Directions -> Only the lines holding the string "AtomicUsize" are needed; copy each of them from the data.

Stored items
◇ ◇ ◇ ◇

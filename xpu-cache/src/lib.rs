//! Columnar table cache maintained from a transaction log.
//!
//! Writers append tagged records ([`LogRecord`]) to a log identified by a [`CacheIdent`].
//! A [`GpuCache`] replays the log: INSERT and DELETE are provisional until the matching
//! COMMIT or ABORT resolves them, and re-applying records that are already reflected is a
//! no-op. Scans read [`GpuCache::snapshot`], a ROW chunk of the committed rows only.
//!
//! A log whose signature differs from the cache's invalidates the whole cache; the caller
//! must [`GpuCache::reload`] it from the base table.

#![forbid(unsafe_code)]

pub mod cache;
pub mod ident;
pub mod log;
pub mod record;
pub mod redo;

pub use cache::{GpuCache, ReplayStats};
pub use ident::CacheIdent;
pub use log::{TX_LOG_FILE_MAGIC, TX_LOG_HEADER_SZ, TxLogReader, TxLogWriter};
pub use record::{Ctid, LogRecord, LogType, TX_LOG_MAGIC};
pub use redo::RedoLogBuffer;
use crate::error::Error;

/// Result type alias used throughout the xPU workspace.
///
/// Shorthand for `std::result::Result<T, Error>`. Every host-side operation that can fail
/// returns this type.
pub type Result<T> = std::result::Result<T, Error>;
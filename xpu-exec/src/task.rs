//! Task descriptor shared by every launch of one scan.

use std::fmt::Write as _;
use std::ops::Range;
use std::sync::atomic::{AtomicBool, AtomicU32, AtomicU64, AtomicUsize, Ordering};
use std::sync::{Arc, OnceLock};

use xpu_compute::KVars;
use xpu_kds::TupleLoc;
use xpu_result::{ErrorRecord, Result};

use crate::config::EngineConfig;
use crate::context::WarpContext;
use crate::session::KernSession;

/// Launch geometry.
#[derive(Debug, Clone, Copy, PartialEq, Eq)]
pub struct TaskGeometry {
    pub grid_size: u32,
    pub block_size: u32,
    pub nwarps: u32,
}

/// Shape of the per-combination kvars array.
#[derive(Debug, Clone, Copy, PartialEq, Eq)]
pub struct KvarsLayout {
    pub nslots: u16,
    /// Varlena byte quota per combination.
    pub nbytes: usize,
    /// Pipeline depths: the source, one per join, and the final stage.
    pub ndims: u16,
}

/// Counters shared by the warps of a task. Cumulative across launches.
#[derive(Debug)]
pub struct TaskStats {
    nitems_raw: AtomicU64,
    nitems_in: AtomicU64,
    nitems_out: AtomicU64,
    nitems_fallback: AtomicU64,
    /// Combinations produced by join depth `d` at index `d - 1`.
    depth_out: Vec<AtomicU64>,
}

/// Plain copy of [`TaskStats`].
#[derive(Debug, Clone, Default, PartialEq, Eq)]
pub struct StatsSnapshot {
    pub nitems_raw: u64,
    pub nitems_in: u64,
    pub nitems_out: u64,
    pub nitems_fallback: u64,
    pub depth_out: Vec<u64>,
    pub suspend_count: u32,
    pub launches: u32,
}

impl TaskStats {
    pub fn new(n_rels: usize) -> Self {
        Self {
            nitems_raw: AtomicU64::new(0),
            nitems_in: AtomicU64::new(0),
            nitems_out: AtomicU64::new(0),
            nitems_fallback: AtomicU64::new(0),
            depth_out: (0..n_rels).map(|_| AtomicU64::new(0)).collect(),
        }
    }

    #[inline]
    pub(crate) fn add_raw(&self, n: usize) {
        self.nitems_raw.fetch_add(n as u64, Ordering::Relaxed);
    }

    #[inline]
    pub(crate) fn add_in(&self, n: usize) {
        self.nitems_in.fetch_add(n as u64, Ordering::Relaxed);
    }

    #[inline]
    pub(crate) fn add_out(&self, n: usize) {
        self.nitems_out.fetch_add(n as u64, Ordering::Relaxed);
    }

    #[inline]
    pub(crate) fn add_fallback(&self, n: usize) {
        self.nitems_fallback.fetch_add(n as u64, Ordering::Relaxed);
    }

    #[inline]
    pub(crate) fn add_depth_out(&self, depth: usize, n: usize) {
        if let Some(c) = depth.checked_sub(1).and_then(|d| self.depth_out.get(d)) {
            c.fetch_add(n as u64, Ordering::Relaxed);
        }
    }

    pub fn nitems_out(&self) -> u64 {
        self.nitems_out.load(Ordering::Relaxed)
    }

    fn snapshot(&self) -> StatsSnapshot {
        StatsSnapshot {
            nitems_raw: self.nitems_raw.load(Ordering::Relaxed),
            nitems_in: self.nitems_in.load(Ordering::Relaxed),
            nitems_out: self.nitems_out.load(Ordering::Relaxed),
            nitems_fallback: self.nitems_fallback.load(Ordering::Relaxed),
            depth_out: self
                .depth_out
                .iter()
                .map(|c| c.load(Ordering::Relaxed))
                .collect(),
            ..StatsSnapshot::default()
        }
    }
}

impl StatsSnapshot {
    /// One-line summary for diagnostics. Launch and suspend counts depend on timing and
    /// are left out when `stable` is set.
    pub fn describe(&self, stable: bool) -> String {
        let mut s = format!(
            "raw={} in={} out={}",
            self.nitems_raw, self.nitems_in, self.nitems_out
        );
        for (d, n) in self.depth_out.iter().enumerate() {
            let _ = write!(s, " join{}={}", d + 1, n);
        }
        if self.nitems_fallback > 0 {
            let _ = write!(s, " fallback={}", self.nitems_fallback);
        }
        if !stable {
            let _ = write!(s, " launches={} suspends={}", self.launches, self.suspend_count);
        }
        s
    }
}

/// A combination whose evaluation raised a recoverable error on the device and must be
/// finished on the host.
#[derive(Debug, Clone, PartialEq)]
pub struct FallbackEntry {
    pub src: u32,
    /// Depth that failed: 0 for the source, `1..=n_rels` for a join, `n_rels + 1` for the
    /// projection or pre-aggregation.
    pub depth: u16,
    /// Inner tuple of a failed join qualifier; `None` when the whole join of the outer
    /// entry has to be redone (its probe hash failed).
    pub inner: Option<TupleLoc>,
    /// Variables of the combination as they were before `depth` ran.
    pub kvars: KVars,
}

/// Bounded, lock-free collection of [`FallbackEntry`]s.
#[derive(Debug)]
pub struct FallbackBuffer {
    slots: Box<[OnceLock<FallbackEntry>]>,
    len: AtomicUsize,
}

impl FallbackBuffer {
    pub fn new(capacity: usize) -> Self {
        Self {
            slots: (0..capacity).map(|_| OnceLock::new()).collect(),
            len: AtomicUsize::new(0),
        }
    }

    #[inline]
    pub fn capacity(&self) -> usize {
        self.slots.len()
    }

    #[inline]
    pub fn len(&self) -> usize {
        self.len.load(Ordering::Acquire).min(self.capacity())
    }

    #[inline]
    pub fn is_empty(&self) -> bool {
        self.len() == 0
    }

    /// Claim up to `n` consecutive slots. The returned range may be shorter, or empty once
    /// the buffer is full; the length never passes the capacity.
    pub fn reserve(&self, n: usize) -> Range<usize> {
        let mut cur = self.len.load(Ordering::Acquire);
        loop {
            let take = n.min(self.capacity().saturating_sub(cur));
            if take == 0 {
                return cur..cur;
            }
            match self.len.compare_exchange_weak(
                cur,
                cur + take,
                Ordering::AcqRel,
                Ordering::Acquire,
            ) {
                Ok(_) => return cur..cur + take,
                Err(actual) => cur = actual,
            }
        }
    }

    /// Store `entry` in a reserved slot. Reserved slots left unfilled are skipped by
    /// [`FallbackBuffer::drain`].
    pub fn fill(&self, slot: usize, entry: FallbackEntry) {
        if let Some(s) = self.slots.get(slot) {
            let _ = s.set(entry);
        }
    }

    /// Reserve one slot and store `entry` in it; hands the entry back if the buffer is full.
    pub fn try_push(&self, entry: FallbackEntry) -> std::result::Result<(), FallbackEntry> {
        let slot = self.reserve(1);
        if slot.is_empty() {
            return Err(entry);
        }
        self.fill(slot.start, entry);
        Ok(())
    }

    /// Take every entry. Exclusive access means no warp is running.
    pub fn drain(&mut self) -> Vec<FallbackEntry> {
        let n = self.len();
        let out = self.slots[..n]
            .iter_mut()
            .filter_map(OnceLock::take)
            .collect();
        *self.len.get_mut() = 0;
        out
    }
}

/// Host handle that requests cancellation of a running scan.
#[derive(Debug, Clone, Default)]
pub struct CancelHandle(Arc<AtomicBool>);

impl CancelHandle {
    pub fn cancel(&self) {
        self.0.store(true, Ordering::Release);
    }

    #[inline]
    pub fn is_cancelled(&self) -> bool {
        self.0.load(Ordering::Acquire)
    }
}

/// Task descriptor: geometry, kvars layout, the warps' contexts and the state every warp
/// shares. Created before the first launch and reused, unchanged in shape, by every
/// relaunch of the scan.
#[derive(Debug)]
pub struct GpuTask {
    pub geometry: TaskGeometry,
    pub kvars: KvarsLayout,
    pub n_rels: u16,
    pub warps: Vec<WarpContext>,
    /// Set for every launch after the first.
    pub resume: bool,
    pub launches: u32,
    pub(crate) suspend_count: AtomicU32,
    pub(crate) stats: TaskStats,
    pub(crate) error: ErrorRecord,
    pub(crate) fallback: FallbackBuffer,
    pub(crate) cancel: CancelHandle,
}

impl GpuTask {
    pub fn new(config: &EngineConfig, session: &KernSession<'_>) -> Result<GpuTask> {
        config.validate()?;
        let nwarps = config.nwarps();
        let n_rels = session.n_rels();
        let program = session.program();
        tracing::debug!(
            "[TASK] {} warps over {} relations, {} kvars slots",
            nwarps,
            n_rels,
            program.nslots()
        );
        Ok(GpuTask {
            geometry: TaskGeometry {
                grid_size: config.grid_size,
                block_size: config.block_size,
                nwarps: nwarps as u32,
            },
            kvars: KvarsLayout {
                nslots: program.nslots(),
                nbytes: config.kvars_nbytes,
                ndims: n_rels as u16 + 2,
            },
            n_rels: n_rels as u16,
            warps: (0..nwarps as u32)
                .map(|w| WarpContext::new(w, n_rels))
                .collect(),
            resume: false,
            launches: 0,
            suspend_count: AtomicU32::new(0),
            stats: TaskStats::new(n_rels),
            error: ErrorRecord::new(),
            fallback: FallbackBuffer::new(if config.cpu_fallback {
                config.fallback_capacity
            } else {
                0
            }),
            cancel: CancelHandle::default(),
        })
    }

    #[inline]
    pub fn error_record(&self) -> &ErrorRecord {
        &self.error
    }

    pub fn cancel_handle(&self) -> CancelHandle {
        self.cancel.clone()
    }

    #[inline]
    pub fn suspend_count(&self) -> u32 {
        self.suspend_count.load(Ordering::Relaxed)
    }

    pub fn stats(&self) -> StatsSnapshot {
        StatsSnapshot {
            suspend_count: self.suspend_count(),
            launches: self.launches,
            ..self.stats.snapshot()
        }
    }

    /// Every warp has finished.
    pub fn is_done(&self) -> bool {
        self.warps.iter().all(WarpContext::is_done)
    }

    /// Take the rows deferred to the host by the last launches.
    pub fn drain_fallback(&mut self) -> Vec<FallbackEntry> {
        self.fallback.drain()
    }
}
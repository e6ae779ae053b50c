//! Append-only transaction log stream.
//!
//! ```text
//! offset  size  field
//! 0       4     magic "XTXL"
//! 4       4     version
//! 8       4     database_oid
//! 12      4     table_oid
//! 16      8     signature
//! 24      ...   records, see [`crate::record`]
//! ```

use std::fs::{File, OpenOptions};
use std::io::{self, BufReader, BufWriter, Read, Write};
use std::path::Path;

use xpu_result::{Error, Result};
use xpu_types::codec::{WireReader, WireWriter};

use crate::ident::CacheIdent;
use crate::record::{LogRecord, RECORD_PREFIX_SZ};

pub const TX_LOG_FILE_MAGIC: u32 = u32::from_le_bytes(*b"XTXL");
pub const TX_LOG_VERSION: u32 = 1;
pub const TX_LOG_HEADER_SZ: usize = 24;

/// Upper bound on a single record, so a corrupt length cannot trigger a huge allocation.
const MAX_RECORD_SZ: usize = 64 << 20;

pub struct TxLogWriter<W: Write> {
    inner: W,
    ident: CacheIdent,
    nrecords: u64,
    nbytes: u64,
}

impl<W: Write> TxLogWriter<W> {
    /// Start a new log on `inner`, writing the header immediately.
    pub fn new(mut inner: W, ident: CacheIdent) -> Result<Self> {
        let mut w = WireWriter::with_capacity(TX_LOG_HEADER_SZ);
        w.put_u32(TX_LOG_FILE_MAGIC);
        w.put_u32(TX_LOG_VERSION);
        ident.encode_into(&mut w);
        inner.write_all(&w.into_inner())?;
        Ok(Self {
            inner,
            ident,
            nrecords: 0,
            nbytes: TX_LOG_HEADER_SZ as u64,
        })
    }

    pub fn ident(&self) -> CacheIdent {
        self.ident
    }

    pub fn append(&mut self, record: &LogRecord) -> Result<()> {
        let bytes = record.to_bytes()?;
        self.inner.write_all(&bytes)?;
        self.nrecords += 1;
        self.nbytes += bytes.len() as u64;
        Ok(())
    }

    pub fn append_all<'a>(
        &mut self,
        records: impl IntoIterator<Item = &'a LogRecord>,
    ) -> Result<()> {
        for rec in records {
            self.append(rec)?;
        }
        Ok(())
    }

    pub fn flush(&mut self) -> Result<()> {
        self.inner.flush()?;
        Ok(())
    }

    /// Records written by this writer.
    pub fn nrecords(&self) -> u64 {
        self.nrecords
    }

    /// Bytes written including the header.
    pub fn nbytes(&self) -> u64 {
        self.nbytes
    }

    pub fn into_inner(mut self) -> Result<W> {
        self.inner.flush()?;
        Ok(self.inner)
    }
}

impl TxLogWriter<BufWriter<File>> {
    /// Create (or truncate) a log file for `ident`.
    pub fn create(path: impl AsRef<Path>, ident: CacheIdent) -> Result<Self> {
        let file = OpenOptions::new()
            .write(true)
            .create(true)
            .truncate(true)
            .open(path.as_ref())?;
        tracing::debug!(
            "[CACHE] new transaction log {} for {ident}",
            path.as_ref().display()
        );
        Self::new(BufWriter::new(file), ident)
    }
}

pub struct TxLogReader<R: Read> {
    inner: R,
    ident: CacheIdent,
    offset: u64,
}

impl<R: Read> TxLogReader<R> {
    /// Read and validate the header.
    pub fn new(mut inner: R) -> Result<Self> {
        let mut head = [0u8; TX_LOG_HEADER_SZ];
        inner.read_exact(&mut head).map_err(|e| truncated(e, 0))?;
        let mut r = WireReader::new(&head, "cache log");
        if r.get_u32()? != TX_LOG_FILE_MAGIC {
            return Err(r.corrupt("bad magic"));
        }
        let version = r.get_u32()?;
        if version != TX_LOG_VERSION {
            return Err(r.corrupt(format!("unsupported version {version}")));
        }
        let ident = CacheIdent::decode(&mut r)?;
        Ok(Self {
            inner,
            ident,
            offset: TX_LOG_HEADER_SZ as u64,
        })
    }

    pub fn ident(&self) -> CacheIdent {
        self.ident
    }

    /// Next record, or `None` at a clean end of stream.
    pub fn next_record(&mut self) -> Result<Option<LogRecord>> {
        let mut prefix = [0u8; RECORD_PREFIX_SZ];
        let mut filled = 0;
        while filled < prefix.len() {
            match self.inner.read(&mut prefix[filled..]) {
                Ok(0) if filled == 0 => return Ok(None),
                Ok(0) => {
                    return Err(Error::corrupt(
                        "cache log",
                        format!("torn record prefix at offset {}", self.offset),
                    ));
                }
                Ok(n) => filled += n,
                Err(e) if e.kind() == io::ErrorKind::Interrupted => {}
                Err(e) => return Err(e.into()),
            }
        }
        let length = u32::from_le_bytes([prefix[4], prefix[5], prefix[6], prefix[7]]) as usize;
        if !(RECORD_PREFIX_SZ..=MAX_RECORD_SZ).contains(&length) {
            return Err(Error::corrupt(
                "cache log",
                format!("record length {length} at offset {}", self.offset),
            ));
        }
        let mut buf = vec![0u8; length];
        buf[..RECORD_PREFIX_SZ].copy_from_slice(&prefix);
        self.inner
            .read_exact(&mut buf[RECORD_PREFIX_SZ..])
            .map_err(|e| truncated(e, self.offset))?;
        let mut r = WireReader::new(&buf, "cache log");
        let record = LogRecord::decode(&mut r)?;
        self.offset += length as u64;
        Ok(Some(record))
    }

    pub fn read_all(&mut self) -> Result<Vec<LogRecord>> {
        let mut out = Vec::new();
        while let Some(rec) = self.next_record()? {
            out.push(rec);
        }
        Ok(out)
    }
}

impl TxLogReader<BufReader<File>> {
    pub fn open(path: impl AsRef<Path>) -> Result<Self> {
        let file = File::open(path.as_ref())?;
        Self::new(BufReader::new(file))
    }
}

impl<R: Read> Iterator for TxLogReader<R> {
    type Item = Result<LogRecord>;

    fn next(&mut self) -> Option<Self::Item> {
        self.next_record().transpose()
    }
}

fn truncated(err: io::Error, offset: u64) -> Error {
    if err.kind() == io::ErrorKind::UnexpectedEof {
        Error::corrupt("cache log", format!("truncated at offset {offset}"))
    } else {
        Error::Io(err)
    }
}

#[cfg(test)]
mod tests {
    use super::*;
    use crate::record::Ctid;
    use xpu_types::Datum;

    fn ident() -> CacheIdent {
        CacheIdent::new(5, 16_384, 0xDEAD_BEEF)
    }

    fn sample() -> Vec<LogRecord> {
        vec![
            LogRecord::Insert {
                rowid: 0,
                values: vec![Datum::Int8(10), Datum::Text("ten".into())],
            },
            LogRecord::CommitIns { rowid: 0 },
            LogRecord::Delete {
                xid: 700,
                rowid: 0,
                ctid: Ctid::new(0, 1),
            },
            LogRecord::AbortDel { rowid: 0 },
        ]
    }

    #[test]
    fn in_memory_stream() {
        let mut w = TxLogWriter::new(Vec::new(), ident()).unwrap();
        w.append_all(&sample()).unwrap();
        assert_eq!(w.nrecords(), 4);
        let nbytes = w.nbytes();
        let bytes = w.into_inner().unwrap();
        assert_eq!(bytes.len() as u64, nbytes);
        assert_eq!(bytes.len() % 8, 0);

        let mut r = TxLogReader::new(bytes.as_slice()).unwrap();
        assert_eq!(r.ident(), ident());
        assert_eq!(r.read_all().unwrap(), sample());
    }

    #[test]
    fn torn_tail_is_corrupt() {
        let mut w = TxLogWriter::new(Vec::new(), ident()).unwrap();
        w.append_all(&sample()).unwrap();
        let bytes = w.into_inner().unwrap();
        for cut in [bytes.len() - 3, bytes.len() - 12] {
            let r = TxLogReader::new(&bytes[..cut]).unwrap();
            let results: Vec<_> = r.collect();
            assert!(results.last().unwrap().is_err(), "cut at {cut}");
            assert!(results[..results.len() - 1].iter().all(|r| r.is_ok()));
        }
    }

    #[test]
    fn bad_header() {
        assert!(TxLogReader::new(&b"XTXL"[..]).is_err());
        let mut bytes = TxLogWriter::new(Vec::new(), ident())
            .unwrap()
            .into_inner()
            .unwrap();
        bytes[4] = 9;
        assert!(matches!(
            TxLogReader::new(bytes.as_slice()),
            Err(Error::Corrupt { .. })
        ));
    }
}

◇ ◇ ◇ ◇

Answer section ->
use std::sync::atomic::{AtomicBool, AtomicU32, AtomicU64, AtomicUsize, Ordering};
    len: AtomicUsize,
            len: AtomicUsize::new(0),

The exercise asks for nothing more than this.